Physical therapy built for climbers
Climbing is hard on tendons, pulleys, and shoulders — and most climbers train through pain longer than they should. By the time an injury forces a rest day, it's usually been building for weeks. Working with a physical therapist early gets you back on the wall faster, with a plan that fits your training, your projects, and your grade.
Common climbing injuries we treat
- A2 and A4 pulley strains
- Finger flexor tendinopathy and tenosynovitis
- Climber's elbow — medial (golfer's) and lateral (tennis) epicondylitis
- Rotator cuff strains and shoulder impingement
- Wrist tendinopathy and TFCC irritation
- Lower back pain from heel hooks and high-step beta
- Hip impingement and labral irritation
How PT helps climbers
Your first visit is an evaluation over video. Your PT asks about your style, your projects, your training volume, and what hurts — then has you move through the patterns that aggravate your symptoms. From there they build a plan around how you actually climb.

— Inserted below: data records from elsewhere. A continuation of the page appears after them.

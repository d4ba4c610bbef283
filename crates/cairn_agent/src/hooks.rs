//! Observability callbacks fired by the engine.
//!
//! Hooks are notifications only: they cannot alter the loop, and an unset
//! hook is simply skipped. They run synchronously on the task driving the
//! engine, so they should return quickly.
//!
//! | Hook | Fires |
//! |------|-------|
//! | `on_step_init` | after the model picks actions, before they run |
//! | `on_step_complete` | after every action of a step has an observation |
//! | `on_final_answer_begin` | right before the final-answer model call |
//! | `on_final_answer_chunk` | per streamed fragment of the final answer |
//!
//! Setting `on_final_answer_chunk` switches the final-answer call to streaming.
//!
//! # Example
//!
//! ```
//! use cairn_agent::AgentHooks;
//!
//! let hooks = AgentHooks::new()
//!     .on_step_init(|reasoning, actions| {
//!         tracing::info!(%reasoning, actions = actions.len(), "step");
//!     })
//!     .on_final_answer_chunk(|chunk| print!("{chunk}"));
//! ```

use crate::action::{Action, ActionObservation};
use std::sync::Arc;

/// Called with the reasoning text and the actions about to run.
pub type StepInitHook = Arc<dyn Fn(&str, &[Action]) + Send + Sync>;
/// Called with the reasoning text and each action's observation.
pub type StepCompleteHook = Arc<dyn Fn(&str, &[ActionObservation]) + Send + Sync>;
/// Called once before the final answer is generated.
pub type FinalAnswerBeginHook = Arc<dyn Fn() + Send + Sync>;
/// Called with each streamed fragment of the final answer.
pub type FinalAnswerChunkHook = Arc<dyn Fn(&str) + Send + Sync>;

/// The set of optional callbacks an agent notifies while it works.
#[derive(Clone, Default)]
pub struct AgentHooks {
    step_init: Option<StepInitHook>,
    step_complete: Option<StepCompleteHook>,
    final_answer_begin: Option<FinalAnswerBeginHook>,
    final_answer_chunk: Option<FinalAnswerChunkHook>,
}

impl core::fmt::Debug for AgentHooks {
    fn fmt(&self, f: &mut core::fmt::Formatter<'_>) -> core::fmt::Result {
        f.debug_struct("AgentHooks")
            .field("step_init", &self.step_init.is_some())
            .field("step_complete", &self.step_complete.is_some())
            .field("final_answer_begin", &self.final_answer_begin.is_some())
            .field("final_answer_chunk", &self.final_answer_chunk.is_some())
            .finish()
    }
}

impl AgentHooks {
    /// Creates a set with no hooks.
    #[must_use]
    pub fn new() -> Self {
        Self::default()
    }

    /// Sets the hook fired before a step's actions are dispatched.
    #[must_use]
    pub fn on_step_init(mut self, hook: impl Fn(&str, &[Action]) + Send + Sync + 'static) -> Self {
        self.step_init = Some(Arc::new(hook));
        self
    }

    /// Sets the hook fired once a step's observations are in.
    #[must_use]
    pub fn on_step_complete(
        mut self,
        hook: impl Fn(&str, &[ActionObservation]) + Send + Sync + 'static,
    ) -> Self {
        self.step_complete = Some(Arc::new(hook));
        self
    }

    /// Sets the hook fired before the final answer is generated.
    #[must_use]
    pub fn on_final_answer_begin(mut self, hook: impl Fn() + Send + Sync + 'static) -> Self {
        self.final_answer_begin = Some(Arc::new(hook));
        self
    }

    /// Sets the hook fired for each streamed fragment of the final answer.
    #[must_use]
    pub fn on_final_answer_chunk(mut self, hook: impl Fn(&str) + Send + Sync + 'static) -> Self {
        self.final_answer_chunk = Some(Arc::new(hook));
        self
    }

    pub(crate) fn set_step_init(&mut self, hook: StepInitHook) {
        self.step_init = Some(hook);
    }

    pub(crate) fn set_step_complete(&mut self, hook: StepCompleteHook) {
        self.step_complete = Some(hook);
    }

    pub(crate) fn set_final_answer_begin(&mut self, hook: FinalAnswerBeginHook) {
        self.final_answer_begin = Some(hook);
    }

    pub(crate) fn set_final_answer_chunk(&mut self, hook: FinalAnswerChunkHook) {
        self.final_answer_chunk = Some(hook);
    }

    /// Returns whether the final answer should be streamed.
    #[must_use]
    pub fn streams_final_answer(&self) -> bool {
        self.final_answer_chunk.is_some()
    }

    /// Fires the step-init hook, if set.
    pub fn emit_step_init(&self, reasoning: &str, actions: &[Action]) {
        if let Some(hook) = &self.step_init {
            hook(reasoning, actions);
        }
    }

    /// Fires the step-complete hook, if set.
    pub fn emit_step_complete(&self, reasoning: &str, observations: &[ActionObservation]) {
        if let Some(hook) = &self.step_complete {
            hook(reasoning, observations);
        }
    }

    /// Fires the final-answer-begin hook, if set.
    pub fn emit_final_answer_begin(&self) {
        if let Some(hook) = &self.final_answer_begin {
            hook();
        }
    }

    /// Fires the final-answer-chunk hook, if set.
    pub fn emit_final_answer_chunk(&self, chunk: &str) {
        if let Some(hook) = &self.final_answer_chunk {
            hook(chunk);
        }
    }
}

Treatment is exercise-driven: targeted finger and grip rehab, antagonist work to balance all that pulling, shoulder stability, hip mobility. You'll also get load-management guidance — what to climb, what to skip, and how to ramp back to your project safely. Between visits you can message your PT directly. Tweak something on a Saturday session? You don't have to wait until Tuesday.
What to expect
First visit is about 60 minutes over a secure video call. Follow-ups are 30–45 minutes. Most climbers notice meaningful improvement in 2–4 weeks of consistent work. Unlike a generic clinic, your program is built around staying on the wall when you safely can — not sitting out for six weeks and losing all your fitness.